Alguien arrojó una bomba molotov y la última vez que voltee hacia atrás antes
de doblar en la esquina vi el auto convertido en una hoguera.
Casi una hora
después llegó Saldaña a la alameda echando los bofes, riendo a carcajadas,
apoyando sus manos en las dos piernas para controlar el resuello.
—¿Qué pasó
Saldaña? ¿qué pasó?
—Las puertas
traseras del carro...
—¿Qué tienen
las puertas?
—El seguro...
el seguro para niños...
Y siguió
riéndose, ahora junto conmigo, camino al bar.
7 comentarios:
Soy tu fan!!!
Que sea.
Te equivocas, a la gente como el Dr Panza los ahorca la princesa Leia con una cadena, jaja.

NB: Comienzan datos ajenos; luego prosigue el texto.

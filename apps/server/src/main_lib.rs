use std::sync::Arc;

use crate::config::Config;
use mna_valuation_core::{ValuationConfig, ValuationService, ValuationServiceTrait};
use tracing_subscriber::prelude::*;
use tracing_subscriber::{fmt, EnvFilter};

pub struct AppState {
    pub valuation_service: Arc<dyn ValuationServiceTrait + Send + Sync>,
}

pub fn init_tracing() {
    let log_format = std::env::var("MV_LOG_FORMAT").unwrap_or_else(|_| "text".to_string());
    let filter = EnvFilter::try_from_default_env().unwrap_or_else(|_| EnvFilter::new("info"));
    let registry = tracing_subscriber::registry().with(filter);

    if log_format.eq_ignore_ascii_case("json") {
        registry
            .with(fmt::layer().json().with_current_span(false))
            .init();
    } else {
        registry
            .with(fmt::layer().with_target(true).with_line_number(true))
            .init();
    }
}

pub async fn build_state(config: &Config) -> anyhow::Result<Arc<AppState>> {
    let valuation_config = match &config.valuation_config_path {
        Some(path) => {
            tracing::info!("Loading valuation tables from {}", path.display());
            ValuationConfig::from_path(path)?
        }
        None => {
            tracing::info!("Using built-in valuation tables");
            ValuationConfig::default()
        }
    };
    let valuation_service = Arc::new(ValuationService::new(valuation_config)?);

    Ok(Arc::new(AppState { valuation_service }))
}
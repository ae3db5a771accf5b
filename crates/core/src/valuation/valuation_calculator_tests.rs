//! Unit tests for the valuation calculator.

use rust_decimal_macros::dec;

use super::*;
use crate::config::ValuationConfig;
use crate::errors::{Error, ValuationInputError};
use crate::scenarios::ScenarioType;
use crate::sectors::SectorTable;

fn setup() -> (SectorTable, ValuationConfig) {
    let config = ValuationConfig::default();
    let table = config.sector_table().unwrap();
    (table, config)
}

fn financials(revenue: f64, ebitda: f64, sector: &str) -> CompanyFinancials {
    CompanyFinancials {
        revenue,
        ebitda,
        sector: sector.to_string(),
        growth_rate: 0.0,
        size_bucket: SizeBucket::Micro,
    }
}

fn value(input: &CompanyFinancials) -> ValuationResult {
    let (table, config) = setup();
    calculate_valuation(input, &table, &config).unwrap()
}

// ==================== Reference examples ====================

#[test]
fn test_technology_ebitda_example() {
    let result = value(&financials(1_000_000.0, 200_000.0, "technology"));

    assert_eq!(result.method, ValuationMethod::EbitdaMultiple);
    assert_eq!(result.ebitda_multiple_used, 6.0);
    assert_eq!(result.point_valuation, dec!(1200000));
    assert_eq!(result.range.min, dec!(800000));
    assert_eq!(result.range.max, dec!(1600000));
    assert!(result.adjustments.is_empty());
    assert!(result.warnings.is_empty());
}

#[test]
fn test_negative_ebitda_falls_back_to_revenue() {
    let result = value(&financials(500_000.0, -50_000.0, "retail"));

    assert_eq!(result.method, ValuationMethod::RevenueMultiple);
    assert_eq!(result.ebitda_multiple_used, 0.8);
    assert_eq!(result.point_valuation, dec!(400000));
    assert_eq!(result.range.min, dec!(250000));
    assert_eq!(result.range.max, dec!(550000));
}

#[test]
fn test_zero_ebitda_uses_revenue_branch() {
    let result = value(&financials(100_000.0, 0.0, "technology"));
    assert_eq!(result.method, ValuationMethod::RevenueMultiple);
    assert_eq!(result.point_valuation, dec!(150000));
}

#[test]
fn test_unknown_sector_uses_default_and_warns() {
    let result = value(&financials(1_000_000.0, 100_000.0, "quantum-widgets"));

    assert_eq!(result.sector, "general");
    assert_eq!(result.ebitda_multiple_used, 5.0);
    assert_eq!(result.point_valuation, dec!(500000));
    assert!(result.has_unrecognized_sector());
    assert_eq!(
        result.warnings,
        vec![ValuationWarning::UnrecognizedSector {
            requested: "quantum-widgets".to_string(),
            fallback: "general".to_string(),
        }]
    );
}

#[test]
fn test_alias_sector_is_not_a_warning() {
    let result = value(&financials(1_000_000.0, 200_000.0, "Tecnología"));
    assert_eq!(result.sector, "technology");
    assert!(!result.has_unrecognized_sector());
}

// ==================== Adjustments ====================

#[test]
fn test_growth_band_adds_delta() {
    let mut input = financials(1_000_000.0, 200_000.0, "technology");
    input.growth_rate = 25.0;
    let result = value(&input);

    assert_eq!(result.ebitda_multiple_used, 7.0);
    assert_eq!(result.point_valuation, dec!(1400000));
    assert_eq!(result.adjustments.len(), 1);
    assert_eq!(result.adjustments[0].source, AdjustmentSource::Growth);
    assert_eq!(result.adjustments[0].delta, 1.0);
}

#[test]
fn test_growth_exactly_on_threshold_gets_lower_band() {
    let mut input = financials(1_000_000.0, 200_000.0, "technology");
    input.growth_rate = 20.0;
    assert_eq!(value(&input).ebitda_multiple_used, 6.5);
}

#[test]
fn test_decline_penalty() {
    let mut input = financials(1_000_000.0, 200_000.0, "technology");
    input.growth_rate = -5.0;
    let result = value(&input);
    assert_eq!(result.ebitda_multiple_used, 5.5);
    assert_eq!(result.adjustments[0].delta, -0.5);
}

#[test]
fn test_size_nudges_toward_max() {
    let mut input = financials(1_000_000.0, 200_000.0, "technology");
    input.size_bucket = SizeBucket::Large;
    let result = value(&input);

    // Half of the 2.0 headroom between 6 and 8.
    assert_eq!(result.ebitda_multiple_used, 7.0);
    assert_eq!(result.adjustments[0].source, AdjustmentSource::Size);
}

#[test]
fn test_growth_and_size_combined() {
    let mut input = financials(1_000_000.0, 200_000.0, "technology");
    input.growth_rate = 35.0;
    input.size_bucket = SizeBucket::Medium;
    let result = value(&input);

    // 6 + 1.5 = 7.5, then a quarter of the remaining 0.5.
    assert!((result.ebitda_multiple_used - 7.625).abs() < 1e-12);
    assert_eq!(result.point_valuation, dec!(1525000));
    assert_eq!(result.adjustments.len(), 2);
}

#[test]
fn test_multiple_clamped_into_band() {
    let (table, mut config) = setup();
    config.growth_bands[2].multiple_delta = 5.0;

    let mut input = financials(1_000_000.0, 200_000.0, "technology");
    input.growth_rate = 50.0;
    let result = calculate_valuation(&input, &table, &config).unwrap();

    assert_eq!(result.ebitda_multiple_used, 8.0);
    assert_eq!(result.point_valuation, result.range.max);
    let clamp = result.adjustments.last().unwrap();
    assert_eq!(clamp.source, AdjustmentSource::Clamp);
    assert_eq!(clamp.delta, -3.0);
}

#[test]
fn test_revenue_branch_ignores_growth_and_size() {
    let mut input = financials(500_000.0, -10_000.0, "retail");
    input.growth_rate = 40.0;
    input.size_bucket = SizeBucket::Large;
    let result = value(&input);
    assert_eq!(result.point_valuation, dec!(400000));
    assert!(result.adjustments.is_empty());
}

// ==================== Scenarios ====================

#[test]
fn test_default_scenarios_attached_in_order() {
    let result = value(&financials(1_000_000.0, 200_000.0, "technology"));
    let types: Vec<ScenarioType> = result.scenarios.iter().map(|s| s.scenario_type).collect();
    assert_eq!(
        types,
        vec![
            ScenarioType::Conservative,
            ScenarioType::Base,
            ScenarioType::Optimistic
        ]
    );
    assert_eq!(result.scenarios[1].valuation, result.point_valuation);
    assert!(result.scenarios.iter().all(|s| s.roi_pct.is_none()));
}

// ==================== Validation ====================

#[test]
fn test_rejects_both_non_positive() {
    let (table, config) = setup();
    let err = calculate_valuation(&financials(0.0, -1.0, "retail"), &table, &config).unwrap_err();
    assert_eq!(
        err,
        Error::InvalidInput(ValuationInputError::NoPositiveBasis {
            revenue: 0.0,
            ebitda: -1.0
        })
    );
}

#[test]
fn test_rejects_non_finite() {
    let (table, config) = setup();
    for input in [
        financials(f64::NAN, 1.0, "retail"),
        financials(1.0, f64::INFINITY, "retail"),
        CompanyFinancials {
            growth_rate: f64::NAN,
            ..financials(1.0, 1.0, "retail")
        },
    ] {
        let err = calculate_valuation(&input, &table, &config).unwrap_err();
        assert!(matches!(
            err,
            Error::InvalidInput(ValuationInputError::NonFinite { .. })
        ));
    }
}

#[test]
fn test_rejects_negative_revenue() {
    let (table, config) = setup();
    let err = calculate_valuation(&financials(-1.0, 100.0, "retail"), &table, &config).unwrap_err();
    assert_eq!(
        err,
        Error::InvalidInput(ValuationInputError::NegativeRevenue(-1.0))
    );
}

#[test]
fn test_rejects_amounts_beyond_supported_magnitude() {
    let (table, config) = setup();
    for (input, expected_field) in [
        (financials(1_000_000.0, 1e28, "technology"), "ebitda"),
        (financials(1e20, -5.0, "retail"), "revenue"),
    ] {
        let err = calculate_valuation(&input, &table, &config).unwrap_err();
        assert!(matches!(
            err,
            Error::InvalidInput(ValuationInputError::AmountOutOfRange { field, .. })
                if field == expected_field
        ));
    }
}

#[test]
fn test_zero_revenue_with_positive_ebitda_is_valid() {
    let result = value(&financials(0.0, 100_000.0, "technology"));
    assert_eq!(result.point_valuation, dec!(600000));
}

// ==================== Determinism and serialization ====================

#[test]
fn test_repeated_calls_are_identical() {
    let mut input = financials(1_234_567.89, 234_567.89, "Hostelería");
    input.growth_rate = 12.3;
    input.size_bucket = SizeBucket::Small;

    let first = value(&input);
    let second = value(&input);
    assert_eq!(first, second);
    assert_eq!(
        first.basis.point().to_bits(),
        second.basis.point().to_bits()
    );
}

#[test]
fn test_result_serializes_camel_case() {
    let result = value(&financials(500_000.0, -50_000.0, "retail"));
    let json = serde_json::to_value(&result).unwrap();
    assert_eq!(json["method"], "REVENUE_MULTIPLE");
    assert!(json.get("pointValuation").is_some());
    assert!(json.get("ebitdaMultipleUsed").is_some());
    assert!(json["scenarios"][0].get("rawValuation").is_none());
}

#[test]
fn test_size_bucket_parsing() {
    assert_eq!("11-50".parse::<SizeBucket>().unwrap(), SizeBucket::Small);
    assert_eq!(" large ".parse::<SizeBucket>().unwrap(), SizeBucket::Large);
    assert!("huge".parse::<SizeBucket>().is_err());
    assert_eq!(
        serde_json::from_str::<SizeBucket>("\"51-250\"").unwrap(),
        SizeBucket::Medium
    );
    assert_eq!(serde_json::to_string(&SizeBucket::Micro).unwrap(), "\"MICRO\"");
}
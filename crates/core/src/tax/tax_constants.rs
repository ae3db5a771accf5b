use chrono::NaiveDate;
use rust_decimal::Decimal;
use rust_decimal_macros::dec;

use super::TaxBracket;

pub use crate::constants::MAX_SUPPORTED_AMOUNT;

/// Assets acquired on or before this date qualify for abatement coefficients.
pub fn abatement_eligibility_cutoff() -> NaiveDate {
    NaiveDate::from_ymd_opt(1994, 12, 31).unwrap_or_default()
}

/// Holding years for abatement are counted up to this date.
pub fn abatement_reference_date() -> NaiveDate {
    NaiveDate::from_ymd_opt(1996, 12, 31).unwrap_or_default()
}

/// Only the gain generated before this date can be abated.
pub fn abatement_gain_cutoff() -> NaiveDate {
    NaiveDate::from_ymd_opt(2006, 1, 20).unwrap_or_default()
}

/// Abatement per qualifying year for non-listed shares.
pub const ABATEMENT_PCT_PER_YEAR: Decimal = dec!(14.28);

/// Years of holding that do not count toward abatement.
pub const ABATEMENT_GRACE_YEARS: u32 = 2;

/// Cumulative sale value that may benefit from abatement.
pub const ABATEMENT_SALE_VALUE_LIMIT: Decimal = dec!(400000);

/// Maximum amount reinvested in a life annuity that exempts gain.
pub const LIFE_ANNUITY_REINVESTMENT_CAP: Decimal = dec!(240000);

/// Minimum age for the life-annuity exemption.
pub const LIFE_ANNUITY_MIN_AGE: u32 = 65;

/// Exempt share of the gain under the corporate participation exemption.
pub const PARTICIPATION_EXEMPTION_PCT: Decimal = dec!(95);

/// Minimum stake for the participation exemption, in percent.
pub const PARTICIPATION_MIN_HOLDING_PCT: f64 = 5.0;

/// Minimum holding period for the participation exemption.
pub const PARTICIPATION_MIN_HOLDING_DAYS: i64 = 365;

/// Savings-base scale applied to individuals' capital gains.
pub fn individual_brackets() -> Vec<TaxBracket> {
    vec![
        TaxBracket {
            up_to: Some(dec!(6000)),
            rate_pct: dec!(19),
        },
        TaxBracket {
            up_to: Some(dec!(50000)),
            rate_pct: dec!(21),
        },
        TaxBracket {
            up_to: Some(dec!(200000)),
            rate_pct: dec!(23),
        },
        TaxBracket {
            up_to: Some(dec!(300000)),
            rate_pct: dec!(27),
        },
        TaxBracket {
            up_to: None,
            rate_pct: dec!(30),
        },
    ]
}

/// General corporate income tax rate.
pub fn company_brackets() -> Vec<TaxBracket> {
    vec![TaxBracket {
        up_to: None,
        rate_pct: dec!(25),
    }]
}
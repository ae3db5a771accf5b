use std::sync::Arc;

use crate::{error::ApiResult, main_lib::AppState};
use axum::{extract::State, routing::post, Json, Router};
use mna_valuation_core::scenarios::{rank_scenarios, ScenarioConfig, ScenarioResult};
use mna_valuation_core::valuation::{CompanyFinancials, ValuationResult};
use serde::{Deserialize, Serialize};

#[derive(Debug, Deserialize)]
#[serde(rename_all = "camelCase")]
struct ScenarioAnalysisRequest {
    financials: CompanyFinancials,
    acquisition_cost: f64,
    /// Falls back to the configured default set when absent
    #[serde(default)]
    scenarios: Option<Vec<ScenarioConfig>>,
}

#[derive(Debug, Serialize)]
#[serde(rename_all = "camelCase")]
struct ScenarioAnalysisResponse {
    valuation: ValuationResult,
    scenarios: Vec<ScenarioResult>,
    /// Scenario ids from highest to lowest valuation
    ranking: Vec<String>,
}

async fn compute_valuation(
    State(state): State<Arc<AppState>>,
    Json(financials): Json<CompanyFinancials>,
) -> ApiResult<Json<ValuationResult>> {
    let result = state.valuation_service.compute_valuation(&financials)?;
    Ok(Json(result))
}

async fn analyze_scenarios(
    State(state): State<Arc<AppState>>,
    Json(request): Json<ScenarioAnalysisRequest>,
) -> ApiResult<Json<ScenarioAnalysisResponse>> {
    let service = &state.valuation_service;
    let valuation = service.compute_valuation(&request.financials)?;
    let configs = request
        .scenarios
        .unwrap_or_else(|| service.default_scenarios().to_vec());
    let scenarios = service.generate_scenarios(&valuation, &configs, request.acquisition_cost)?;
    let ranking = rank_scenarios(&scenarios);
    Ok(Json(ScenarioAnalysisResponse {
        valuation,
        scenarios,
        ranking,
    }))
}

pub fn router() -> Router<Arc<AppState>> {
    Router::new()
        .route("/valuations", post(compute_valuation))
        .route("/valuations/scenarios", post(analyze_scenarios))
}
//! Valuation module - company financials in, point valuation and range out.

mod valuation_calculator;
mod valuation_model;
mod valuation_service;
mod valuation_traits;

pub use valuation_calculator::calculate_valuation;
pub use valuation_model::*;
pub use valuation_service::ValuationService;
pub use valuation_traits::ValuationServiceTrait;

#[cfg(test)]
mod valuation_calculator_tests;
use chrono::{DateTime, Local, NaiveDate};

use crate::errors::TaxInputError;

/// Date formats accepted from the tax form, tried in order.
const ACCEPTED_DATE_FORMATS: [&str; 3] = ["%Y-%m-%d", "%d/%m/%Y", "%d-%m-%Y"];

/// Parses a user-supplied date.
///
/// Accepts ISO dates (`2019-03-31`), Spanish day-first dates (`31/03/2019`)
/// and full RFC 3339 timestamps, in which case only the date part is kept.
pub fn parse_flexible_date(field: &'static str, value: &str) -> Result<NaiveDate, TaxInputError> {
    let trimmed = value.trim();
    for format in ACCEPTED_DATE_FORMATS {
        if let Ok(date) = NaiveDate::parse_from_str(trimmed, format) {
            return Ok(date);
        }
    }
    DateTime::parse_from_rfc3339(trimmed)
        .map(|dt| dt.date_naive())
        .map_err(|_| TaxInputError::UnparsableDate {
            field,
            value: value.to_string(),
        })
}

/// Local calendar date, used when a request does not carry a sale date.
pub fn today() -> NaiveDate {
    Local::now().date_naive()
}

/// Number of whole days from `start` to `end`; negative when `end` precedes `start`.
pub fn days_between(start: NaiveDate, end: NaiveDate) -> i64 {
    (end - start).num_days()
}

#[cfg(test)]
mod tests {
    use super::*;

    #[test]
    fn test_parse_iso_and_spanish_formats() {
        let expected = NaiveDate::from_ymd_opt(2019, 3, 31).unwrap();
        assert_eq!(parse_flexible_date("d", "2019-03-31").unwrap(), expected);
        assert_eq!(parse_flexible_date("d", "31/03/2019").unwrap(), expected);
        assert_eq!(parse_flexible_date("d", " 31-03-2019 ").unwrap(), expected);
        assert_eq!(
            parse_flexible_date("d", "2019-03-31T10:15:00+02:00").unwrap(),
            expected
        );
    }

    #[test]
    fn test_parse_rejects_garbage() {
        let err = parse_flexible_date("acquisitionDate", "last spring").unwrap_err();
        assert_eq!(
            err,
            TaxInputError::UnparsableDate {
                field: "acquisitionDate",
                value: "last spring".to_string()
            }
        );
        assert!(parse_flexible_date("d", "2019-02-30").is_err());
    }

    #[test]
    fn test_days_between() {
        let a = NaiveDate::from_ymd_opt(2020, 1, 1).unwrap();
        let b = NaiveDate::from_ymd_opt(2021, 1, 1).unwrap();
        assert_eq!(days_between(a, b), 366);
        assert_eq!(days_between(b, a), -366);
    }
}
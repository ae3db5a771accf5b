//! Tax module - simplified Spanish capital-gains overlay on a sale valuation.

mod tax_calculator;
pub mod tax_constants;
mod tax_model;

pub use tax_calculator::calculate_tax_overlay;
pub use tax_model::{
    TaxBracket, TaxBreakdownItem, TaxBreakdownKind, TaxCalculationResult, TaxScenarioInput,
    TaxpayerType,
};
/// Normalizes a free-form sector key for lookup.
///
/// Trims, lowercases, strips Latin diacritics and folds runs of whitespace,
/// underscores and hyphens into a single `-`.
pub fn normalize_sector_key(raw: &str) -> String {
    let mut out = String::with_capacity(raw.len());
    let mut pending_separator = false;

    for ch in raw.trim().chars().flat_map(char::to_lowercase) {
        if ch.is_whitespace() || ch == '_' || ch == '-' {
            pending_separator = true;
            continue;
        }
        if pending_separator && !out.is_empty() {
            out.push('-');
        }
        pending_separator = false;
        out.push(fold_diacritic(ch));
    }
    out
}

fn fold_diacritic(ch: char) -> char {
    match ch {
        'á' | 'à' | 'ä' | 'â' | 'ã' | 'å' => 'a',
        'é' | 'è' | 'ë' | 'ê' => 'e',
        'í' | 'ì' | 'ï' | 'î' => 'i',
        'ó' | 'ò' | 'ö' | 'ô' | 'õ' => 'o',
        'ú' | 'ù' | 'ü' | 'û' => 'u',
        'ñ' => 'n',
        'ç' => 'c',
        'ý' | 'ÿ' => 'y',
        other => other,
    }
}
/// Decimal precision for monetary outputs
pub const DISPLAY_DECIMAL_PRECISION: u32 = 2;

/// Largest amount accepted as input, in euros
pub const MAX_SUPPORTED_AMOUNT: f64 = 1e15;

/// Sector used when a requested key cannot be resolved
pub const DEFAULT_SECTOR_KEY: &str = "general";

/// Identifiers of the built-in scenario set
pub const CONSERVATIVE_SCENARIO_ID: &str = "conservative";
pub const BASE_SCENARIO_ID: &str = "base";
pub const OPTIMISTIC_SCENARIO_ID: &str = "optimistic";
//! Configuration module - sector, growth, size and scenario tables.

mod config_defaults;
mod valuation_config;

pub use valuation_config::{GrowthBand, SizeNudge, ValuationConfig};
pub mod money;
pub mod time_utils;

Jajajajaja... Ignoro si la CNTE cuenta con princesas semejantes, pero esto no es la Guerra de las Galaxias, ni siquiera la Guerra del Fin del Mundo... ¡Vuesa Merced está perdiendo la cabeza!
¡Una joya!
¡Que finura!
Y yo yendo a clases en la UNAM en vez de ir a esos coloquios tan pintorescos. ¿Dónde me inscribo?